(Source data)
•••••

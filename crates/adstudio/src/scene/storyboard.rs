//! Storyboard stage: one still per scene, scenes processed concurrently.

use std::collections::HashMap;
use std::sync::atomic::{AtomicUsize, Ordering};
use std::sync::Arc;

use async_trait::async_trait;
use futures_util::future::try_join_all;
use tokio::sync::Semaphore;
use tracing::{info, warn};

use super::prompts;
use super::regen::{run_regen_loop, CandidateRound};
use crate::models::{Scene, StoryboardQcReport, StoryboardResult, VideoScript};
use crate::pipeline::progress::{SceneEvent, SceneProgress, SceneStage};
use crate::pipeline::PipelineError;
use crate::providers::{ImageGenerator, ImageRequest, ReferenceAsset, RetryPolicy};
use crate::qc::QcService;
use crate::storage::RunStorage;

const STORYBOARD_FILE: &str = "storyboard.png";

#[derive(Debug, Clone)]
pub struct StoryboardOptions {
    /// Overrides the configured storyboard threshold.
    pub threshold: Option<u32>,
    pub max_regen: u32,
    pub include_composition: bool,
    /// Replaces the built prompt for the given scene numbers.
    pub custom_prompts: HashMap<u32, String>,
    pub aspect_ratio: String,
}

impl StoryboardOptions {
    pub fn new(max_regen: u32, aspect_ratio: &str) -> Self {
        Self {
            threshold: None,
            max_regen,
            include_composition: true,
            custom_prompts: HashMap::new(),
            aspect_ratio: aspect_ratio.to_string(),
        }
    }
}

/// Fixed references every storyboard is judged against.
pub struct StoryboardInputs<'a> {
    pub run_id: &'a str,
    pub script: &'a VideoScript,
    pub avatar: &'a ReferenceAsset,
    pub product: &'a ReferenceAsset,
}

pub struct StoryboardStage {
    images: Arc<dyn ImageGenerator>,
    qc: Arc<QcService>,
    storage: RunStorage,
    retry: RetryPolicy,
    max_concurrent_scenes: usize,
}

impl StoryboardStage {
    pub fn new(
        images: Arc<dyn ImageGenerator>,
        qc: Arc<QcService>,
        storage: RunStorage,
        retry: RetryPolicy,
        max_concurrent_scenes: usize,
    ) -> Self {
        Self {
            images,
            qc,
            storage,
            retry,
            max_concurrent_scenes: max_concurrent_scenes.max(1),
        }
    }

    /// Generates every scene's storyboard. Results are ordered by scene
    /// number whatever order the scenes finish in.
    pub async fn run(
        &self,
        inputs: &StoryboardInputs<'_>,
        options: &StoryboardOptions,
        progress: &dyn SceneProgress,
    ) -> Result<Vec<StoryboardResult>, PipelineError> {
        let semaphore = Semaphore::new(self.max_concurrent_scenes);
        let completed = AtomicUsize::new(0);
        let total = inputs.script.scenes.len();

        let tasks = inputs.script.scenes.iter().enumerate().map(|(i, scene)| {
            let semaphore = &semaphore;
            let completed = &completed;
            async move {
                let _permit = semaphore
                    .acquire()
                    .await
                    .map_err(|_| PipelineError::Cancelled)?;
                let result = self
                    .process_scene(inputs, scene, i + 1, options, progress)
                    .await?;
                let done = completed.fetch_add(1, Ordering::SeqCst) + 1;
                progress.report(SceneEvent::SceneCompleted {
                    scene_number: scene.scene_number,
                    stage: SceneStage::Storyboard,
                    completed: done,
                    total,
                });
                Ok::<_, PipelineError>(result)
            }
        });

        let mut results = try_join_all(tasks).await?;
        results.sort_by_key(|r| r.scene_number);
        Ok(results)
    }

    /// Re-runs one scene, optionally with a hand-written prompt.
    pub async fn regenerate_scene(
        &self,
        inputs: &StoryboardInputs<'_>,
        scene_number: u32,
        options: &StoryboardOptions,
        progress: &dyn SceneProgress,
    ) -> Result<StoryboardResult, PipelineError> {
        let (position, scene) = inputs
            .script
            .scenes
            .iter()
            .enumerate()
            .find(|(_, s)| s.scene_number == scene_number)
            .ok_or_else(|| PipelineError::NotFound(format!("Scene {}", scene_number)))?;
        self.process_scene(inputs, scene, position + 1, options, progress)
            .await
    }

    async fn process_scene(
        &self,
        inputs: &StoryboardInputs<'_>,
        scene: &Scene,
        position: usize,
        options: &StoryboardOptions,
        progress: &dyn SceneProgress,
    ) -> Result<StoryboardResult, PipelineError> {
        let scene_number = scene.scene_number;
        let prompt = options
            .custom_prompts
            .get(&scene_number)
            .cloned()
            .unwrap_or_else(|| {
                prompts::storyboard_prompt(
                    scene,
                    position,
                    inputs.script.scenes.len(),
                    &options.aspect_ratio,
                )
            });

        let round = StoryboardRound {
            stage: self,
            inputs,
            options,
        };
        let on_regen = |attempt: u32| {
            progress.report(SceneEvent::RegenAttempt {
                scene_number,
                stage: SceneStage::Storyboard,
                attempt,
            })
        };
        let outcome = run_regen_loop(&round, prompt, options.max_regen, &on_regen).await?;

        let report = outcome.best.report;
        progress.report(SceneEvent::QcResult {
            scene_number,
            stage: SceneStage::Storyboard,
            passed: outcome.passed,
            score: report.combined_score(),
        });
        if outcome.passed {
            info!(
                "Scene {} storyboard passed QC after {} regeneration(s)",
                scene_number, outcome.regen_attempts
            );
        } else {
            warn!(
                "Scene {} storyboard kept below threshold (avatar={}, product={}) after {} regeneration(s)",
                scene_number,
                report.avatar_validation.score,
                report.product_validation.score,
                outcome.regen_attempts
            );
        }

        let path = self
            .storage
            .save_bytes(
                inputs.run_id,
                &RunStorage::scene_dir(scene_number),
                STORYBOARD_FILE,
                &outcome.best.image,
            )
            .await?;

        Ok(StoryboardResult {
            scene_number,
            image_path: self.storage.to_url_path(&path),
            qc_report: report,
            regen_attempts: outcome.regen_attempts,
            prompt_used: outcome.prompt_used,
        })
    }
}

struct StoryboardCandidate {
    image: Vec<u8>,
    report: StoryboardQcReport,
}

struct StoryboardRound<'a> {
    stage: &'a StoryboardStage,
    inputs: &'a StoryboardInputs<'a>,
    options: &'a StoryboardOptions,
}

#[async_trait]
impl CandidateRound for StoryboardRound<'_> {
    type Candidate = StoryboardCandidate;

    async fn generate(&self, prompt: &str, _attempt: u32) -> Result<StoryboardCandidate, PipelineError> {
        let request = ImageRequest {
            prompt: prompt.to_string(),
            references: vec![self.inputs.avatar.clone(), self.inputs.product.clone()],
            aspect_ratio: self.options.aspect_ratio.clone(),
        };
        let request = &request;
        let images = &self.stage.images;
        let image = self
            .stage
            .retry
            .run("generate_storyboard", move || images.generate_storyboard(request))
            .await?;

        let candidate = ReferenceAsset::new(image, "image/png");
        let report = self
            .stage
            .qc
            .qc_storyboard(self.inputs.avatar, self.inputs.product, &candidate)
            .await?;

        Ok(StoryboardCandidate {
            image: candidate.bytes,
            report,
        })
    }

    fn passes(&self, candidate: &StoryboardCandidate) -> bool {
        self.stage.qc.storyboard_passes(
            &candidate.report,
            self.options.threshold,
            self.options.include_composition,
        )
    }

    fn better(&self, candidate: &StoryboardCandidate, best: &StoryboardCandidate) -> bool {
        candidate.report.combined_score() > best.report.combined_score()
    }

    async fn rewrite(
        &self,
        prompt: &str,
        latest: &StoryboardCandidate,
        _attempt: u32,
    ) -> Result<String, PipelineError> {
        Ok(self.stage.qc.rewrite_prompt(prompt, &latest.report).await?)
    }
}

#[cfg(test)]
mod tests {
    use super::*;
    use std::sync::Mutex;
    use std::time::Duration;

    use serde_json::{json, Value};
    use tempfile::TempDir;

    use crate::pipeline::NoopProgress;
    use crate::providers::{PromptRewriter, ProviderResult, QcJudge};
    use crate::scene::prompts::fixtures::{profile, scene};

    /// Later scenes answer faster, so scenes finish out of order.
    #[derive(Default)]
    struct GatedImages {
        in_flight: AtomicUsize,
        peak: AtomicUsize,
        finished: Mutex<Vec<u32>>,
    }

    #[async_trait]
    impl ImageGenerator for GatedImages {
        async fn generate_avatars(&self, _prompt: &str, _count: u32) -> ProviderResult<Vec<Vec<u8>>> {
            Ok(Vec::new())
        }

        async fn generate_storyboard(&self, request: &ImageRequest) -> ProviderResult<Vec<u8>> {
            let scene_number = (1..=4u32)
                .find(|n| request.prompt.contains(&format!("scene {} of", n)))
                .unwrap_or(0);
            let now = self.in_flight.fetch_add(1, Ordering::SeqCst) + 1;
            self.peak.fetch_max(now, Ordering::SeqCst);

            tokio::time::sleep(Duration::from_millis(u64::from(5 - scene_number) * 100)).await;

            self.finished.lock().unwrap().push(scene_number);
            self.in_flight.fetch_sub(1, Ordering::SeqCst);
            Ok(vec![scene_number as u8])
        }
    }

    struct PassingJudge;

    #[async_trait]
    impl QcJudge for PassingJudge {
        async fn judge_storyboard(
            &self,
            _avatar: &ReferenceAsset,
            _product: &ReferenceAsset,
            _candidate: &ReferenceAsset,
        ) -> ProviderResult<Value> {
            Ok(json!({
                "avatar_validation": {"score": 90, "reason": "same face"},
                "product_validation": {"score": 90, "reason": "label intact"}
            }))
        }

        async fn judge_video(
            &self,
            _candidate: &ReferenceAsset,
            _avatar: &ReferenceAsset,
            _product: &ReferenceAsset,
        ) -> ProviderResult<Value> {
            Ok(json!({}))
        }
    }

    struct EchoRewriter;

    #[async_trait]
    impl PromptRewriter for EchoRewriter {
        async fn rewrite(&self, prompt: &str, _feedback: &str) -> ProviderResult<String> {
            Ok(prompt.to_string())
        }
    }

    #[tokio::test(start_paused = true)]
    async fn test_scenes_run_concurrently_up_to_limit_and_keep_order() {
        let dir = TempDir::new().unwrap();
        let images = Arc::new(GatedImages::default());
        let qc = Arc::new(QcService::new(
            Arc::new(PassingJudge),
            Arc::new(EchoRewriter),
            RetryPolicy::none(),
            70,
            7,
        ));
        let stage = StoryboardStage::new(
            images.clone(),
            qc,
            RunStorage::new(dir.path()),
            RetryPolicy::none(),
            2,
        );

        let script = VideoScript {
            video_title: "Bottle".to_string(),
            total_duration: 32,
            avatar_profile: profile(),
            scenes: (1..=4).map(scene).collect(),
        };
        let avatar = ReferenceAsset::new(vec![1], "image/png");
        let product = ReferenceAsset::new(vec![2], "image/png");
        let inputs = StoryboardInputs {
            run_id: "run1",
            script: &script,
            avatar: &avatar,
            product: &product,
        };

        let results = stage
            .run(&inputs, &StoryboardOptions::new(0, "9:16"), &NoopProgress)
            .await
            .unwrap();

        assert_eq!(images.peak.load(Ordering::SeqCst), 2);
        assert_eq!(images.in_flight.load(Ordering::SeqCst), 0);
        // Scene 2 outruns scene 1 while both hold a permit.
        let finished = images.finished.lock().unwrap().clone();
        assert_eq!(finished.len(), 4);
        assert_eq!(finished[0], 2);
        assert_ne!(finished, vec![1, 2, 3, 4]);

        let numbers: Vec<u32> = results.iter().map(|r| r.scene_number).collect();
        assert_eq!(numbers, vec![1, 2, 3, 4]);
        assert!(results.iter().all(|r| r.regen_attempts == 0));
        assert_eq!(results[2].image_path, "/output/run1/scenes/scene_3/storyboard.png");
    }
}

•••••

EXERCISE INSTRUCTIONS:
Wherever a line above contains the string "profile", copy that line.

WRITTEN RESPONSE:
    use crate::scene::prompts::fixtures::{profile, scene};
            avatar_profile: profile(),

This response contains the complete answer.